The air around us is currently chock full of something called Particulate Matter. If you’re reading air quality reports, they say PM 10 or PM 2.5 – a reference to the size of the particles and thus their ability to affect or infiltrate different tissues. Both are associated with many symptoms of unhealth, but the PM 2.5 has a longer rap sheet.
Breathing in these toxins throughout the day, as we all are this fire season, dramatically increases the workload to several of our systems. PM is directly associated with some surprising biological changes including:
•raised systemic inflammation markers
•raised cortisol levels
•epigenetic changes to DNA (such as cancer mutations)
•All the stuff you feel right now: sore lungs, throat, itchy eyes, fatigue, general malaise, headaches
Exposure like we are currently getting is significant enough to cause any and all of this (though cancers are associated with prolonged exposure, it seems this pattern of smoky summers might be here to stay). So what does this mean for us if we can’t take a two month vacation in the arctic?
Heed the warnings. Limit your exposure as much as possible. Keep children, animals, grandparents inside. Enjoy a break from your workout regimen (opening your bronchial with intense breathing is the last thing you need). Support your body’s efforts in managing this huge stress load by:
•Sleeping as much as you need right now (you need more)

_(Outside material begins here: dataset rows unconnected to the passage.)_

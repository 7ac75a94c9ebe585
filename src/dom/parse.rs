//! HTML text → [`Document`] nodes, via `tl`.
//!
//! Page snapshots are fed through here. Only the body content is kept:
//! `<head>`, scripts, styles and comments are dropped, whitespace-only text
//! is skipped and entities in text are decoded.

use thiserror::Error;

use super::{Document, NodeId};
use crate::utils::html::{is_raw_text_element, unescape};

#[derive(Debug, Error)]
pub enum ParseError {
    #[error("failed to parse HTML: {0}")]
    Html(String),
}

/// Parse a full page into a fresh document.
pub fn parse_document(html: &str) -> Result<Document, ParseError> {
    let mut doc = Document::new();
    let body = doc.body();
    insert_fragment(&mut doc, body, None, html)?;
    Ok(doc)
}

/// Parse `html` and insert the resulting top-level nodes into `parent`
/// before `before` (or at the end). Each inserted node is one write.
///
/// When the markup contains a `<body>`, its children are used instead of the
/// top-level nodes.
pub fn insert_fragment(
    doc: &mut Document,
    parent: NodeId,
    before: Option<NodeId>,
    html: &str,
) -> Result<Vec<NodeId>, ParseError> {
    let dom = tl::parse(html, tl::ParserOptions::default())
        .map_err(|e| ParseError::Html(format!("{e:?}")))?;
    let parser = dom.parser();

    let roots: Vec<tl::NodeHandle> = match find_body(dom.children().iter().copied(), parser) {
        Some(body) => body.children().top().iter().copied().collect(),
        None => dom.children().to_vec(),
    };

    let mut inserted = Vec::with_capacity(roots.len());
    for handle in roots {
        if let Some(node) = build(doc, handle, parser) {
            doc.insert_before(parent, node, before);
            inserted.push(node);
        }
    }
    Ok(inserted)
}

/// Locate `<body>` among top-level nodes or inside `<html>`.
fn find_body<'p, 'a>(
    handles: impl IntoIterator<Item = tl::NodeHandle>,
    parser: &'p tl::Parser<'a>,
) -> Option<&'p tl::HTMLTag<'a>> {
    for handle in handles {
        let Some(tl::Node::Tag(tag)) = handle.get(parser) else {
            continue;
        };
        match tag.name().as_utf8_str().to_ascii_lowercase().as_str() {
            "body" => return Some(tag),
            "html" => {
                let nested: Vec<tl::NodeHandle> = tag.children().top().iter().copied().collect();
                if let Some(body) = find_body(nested, parser) {
                    return Some(body);
                }
            }
            _ => {}
        }
    }
    None
}

/// Build a detached subtree for one `tl` node.
fn build(doc: &mut Document, handle: tl::NodeHandle, parser: &tl::Parser) -> Option<NodeId> {
    match handle.get(parser)? {
        tl::Node::Tag(tag) => {
            let name = tag.name().as_utf8_str().to_ascii_lowercase();
            if name == "head" || is_raw_text_element(&name) {
                return None;
            }

            let attrs: Vec<(String, String)> = tag
                .attributes()
                .iter()
                .map(|(key, value)| {
                    let key: &str = key.as_ref();
                    let value = value.map(|v| unescape(&v).into_owned()).unwrap_or_default();
                    (key.to_string(), value)
                })
                .collect();
            let attr_refs: Vec<(&str, &str)> = attrs
                .iter()
                .map(|(k, v)| (k.as_str(), v.as_str()))
                .collect();

            let element = doc.create_element_with(&name, &attr_refs);
            for child in tag.children().top().iter() {
                if let Some(node) = build(doc, *child, parser) {
                    doc.append_child(element, node);
                }
            }
            Some(element)
        }
        tl::Node::Raw(bytes) => {
            let text = bytes.as_utf8_str();
            if text.trim().is_empty() {
                None
            } else {
                Some(doc.create_text(&unescape(&text)))
            }
        }
        tl::Node::Comment(_) => None,
    }
}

•Drink more water to help your body continually flush the rubbish
•Eat as clean as possible – you don’t need more toxins from your food
•Accept that if you are feeling rather crummy right now, it is normal
•Know that after the smoke clears, you’ll have lingering effects so be gentle with re-introducing your work load, training load, etc.
Most of all, take care of yourself. Eat your vegetables (the toxins need fibers to attach to for safe excretion). Up your fish intake to help your natural barrier systems with essential fatty acids. Take a bunch of turmeric or other antioxidants to help your body with the stress load. And if your yard isn’t currently on fire or under water, take a moment to be grateful.